DATA SHOWN →
*** Begin section ***

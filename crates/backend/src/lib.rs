//! HTTP client for the e-commerce store backend.
//!
//! The store backend is an external REST service exposing products, reviews,
//! and the shopping cart. This crate wraps it behind two layers:
//!
//! - `BackendClient::request` - one transport call with bounded retries and
//!   a small failure taxonomy (not found / status / timeout / unavailable)
//! - the high-level `BackendApi` methods - these never propagate transport
//!   failures; they degrade to empty collections, `None`, or `false` so that
//!   callers only ever have to reason about emptiness
//!
//! `BackendApi` is a trait so the tool layer can be exercised against a
//! scripted in-memory store in tests.

pub mod client;
pub mod error;

pub use client::{filter_products, BackendApi, BackendClient, RetryPolicy};
pub use error::BackendError;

*** End section ***

WORK ORDER →
Reproduce, word for word, all of the entries above.

EXPECTED OUTPUT →
filename crates/backend/src/lib.rs
//! HTTP client for the e-commerce store backend.
//!
//! The store backend is an external REST service exposing products, reviews,
//! and the shopping cart. This crate wraps it behind two layers:
//!
//! - `BackendClient::request` - one transport call with bounded retries and
//!   a small failure taxonomy (not found / status / timeout / unavailable)
//! - the high-level `BackendApi` methods - these never propagate transport
//!   failures; they degrade to empty collections, `None`, or `false` so that
//!   callers only ever have to reason about emptiness
//!
//! `BackendApi` is a trait so the tool layer can be exercised against a
//! scripted in-memory store in tests.

pub mod client;
pub mod error;

pub use client::{filter_products, BackendApi, BackendClient, RetryPolicy};
pub use error::BackendError;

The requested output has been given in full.